Its here. We've been holding off in my part of the world with a lengthy autumn.
Friday night we drove my convertible roadster to dinner for probably the last time. Yesterday and today, snow. Ice pellets are hitting my windows here in the dark right now.
I'm by the stove surrounded by contented pets. I'm writing. It's how I'll spend the winter evenings when I'm not in the library or tying trout flies.
At left, my entirely too bear-like paws on the keyboard.
I've a story which I'v been chasing for a bit. I didn't know until this morning that I'd been chasing the wrong conflict.
Years ago, Ms. June Sutley taught a crew of belligerent and unruly baboons about point of view, conflict, the three act structure of storytelling, and the Chekhov rules of screenwriting.
What I didn't learn then but know too well now was that in writing the story, the conflict which emerges isn't always that which the writer intended when he scrawled those opening sentences. Thus, it happened to me this morning. I had intended for one conflict to be the dominant driver yet it is entirely a different conflict which makes the story work.

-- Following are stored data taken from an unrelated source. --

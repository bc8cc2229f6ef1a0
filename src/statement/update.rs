use super::{Projection, Statement, TableRef, write_returning};
use crate::ast::Expr;
use crate::error::SqlError;
use crate::serializer::{SqlBuilder, StatementType, ToSql};

/// `UPDATE t SET c = v, .. WHERE .. [RETURNING ..]`
#[derive(Debug, Clone, PartialEq)]
pub struct UpdateStatement {
    table: TableRef,
    assignments: Vec<(String, Expr)>,
    filter: Option<Expr>,
    returning: Vec<Projection>,
}

pub fn update(table: impl Into<TableRef>) -> UpdateStatement {
    UpdateStatement {
        table: table.into(),
        assignments: Vec::new(),
        filter: None,
        returning: Vec::new(),
    }
}

impl UpdateStatement {
    pub fn set(mut self, column: impl Into<String>, value: impl Into<Expr>) -> Self {
        self.assignments.push((column.into(), value.into()));
        self
    }

    /// Add a WHERE predicate. Repeated calls are combined with AND.
    ///
    /// An UPDATE without one is rejected; use `constant(true)` to touch every row.
    pub fn filter(mut self, predicate: impl Into<Expr>) -> Self {
        self.filter = Some(match self.filter.take() {
            Some(existing) => existing.and(predicate),
            None => predicate.into(),
        });
        self
    }

    pub fn returning<P: Into<Projection>>(mut self, items: impl IntoIterator<Item = P>) -> Self {
        self.returning.extend(items.into_iter().map(Into::into));
        self
    }
}

impl Statement for UpdateStatement {
    fn statement_type(&self) -> StatementType {
        StatementType::Update
    }

    fn write_sql(&self, out: &mut SqlBuilder<'_>) {
        if self.assignments.is_empty() {
            out.fail(SqlError::MissingClause {
                statement: StatementType::Update,
                clause: "SET",
            });
        }
        if self.filter.is_none() {
            out.fail(SqlError::MissingClause {
                statement: StatementType::Update,
                clause: "WHERE",
            });
        }

        out.write("UPDATE ");
        self.table.serialize(StatementType::Update, out);
        out.write(" SET ");
        for (i, (column, value)) in self.assignments.iter().enumerate() {
            if i > 0 {
                out.write(", ");
            }
            out.write_ident(column);
            out.write(" = ");
            value.serialize(StatementType::UpdateValues, out);
        }
        if let Some(filter) = &self.filter {
            out.write(" WHERE ");
            filter.serialize(StatementType::Update, out);
        }
        write_returning(&self.returning, StatementType::Update, out);
    }
}

#[cfg(test)]
mod tests {
    use super::*;
    use crate::ast::{Value, col, constant, default_value};
    use crate::dialect::{MYSQL, POSTGRES};

    #[test]
    fn test_update_with_default() {
        let q = update("users")
            .set("name", "ann")
            .set("updated_at", default_value())
            .filter(col("id").eq(7))
            .returning([col("id")])
            .build(&POSTGRES)
            .unwrap();
        assert_eq!(
            q.sql,
            "UPDATE users SET name = $1, updated_at = DEFAULT WHERE id = $2 RETURNING id"
        );
        assert_eq!(q.params, vec![Value::from("ann"), Value::Int(7)]);
    }

    #[test]
    fn test_default_in_where_rejected() {
        let err = update("users")
            .set("name", "ann")
            .filter(col("id").eq(default_value()))
            .build(&POSTGRES)
            .unwrap_err();
        assert!(err.to_string().contains("UPDATE statement: DEFAULT"));
    }

    #[test]
    fn test_update_requires_where() {
        let err = update("users").set("active", false).build(&POSTGRES).unwrap_err();
        assert!(matches!(
            err,
            SqlError::MissingClause {
                statement: StatementType::Update,
                clause: "WHERE"
            }
        ));

        let q = update("users")
            .set("active", false)
            .filter(constant(true))
            .build(&MYSQL)
            .unwrap();
        assert_eq!(q.sql, "UPDATE users SET active = ? WHERE 1");
    }

    #[test]
    fn test_update_requires_set() {
        let err = update("users").filter(col("id").eq(1)).build(&POSTGRES).unwrap_err();
        assert!(matches!(err, SqlError::MissingClause { clause: "SET", .. }));
    }
}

If I'd forced the next draft the way I'd intended when I first jotted my notes on the story, I'd have lost what makes the story work.
I've got a couple bodies. I've got danger and intrigue. I've got an uncertain resolution.
I've also got a protagonist unlucky in love and and entirely too willing to walk into the dragon's den to find it.
Isn't that the way of it? Don't we like characters who knowingly act against the very advice they'd offer another character in a heartbeat? Of course we do -- when there's good cause.
My protagonist is a sucker for a dangerous woman. That last part -- a dangerous woman -- is always a pretty good cause.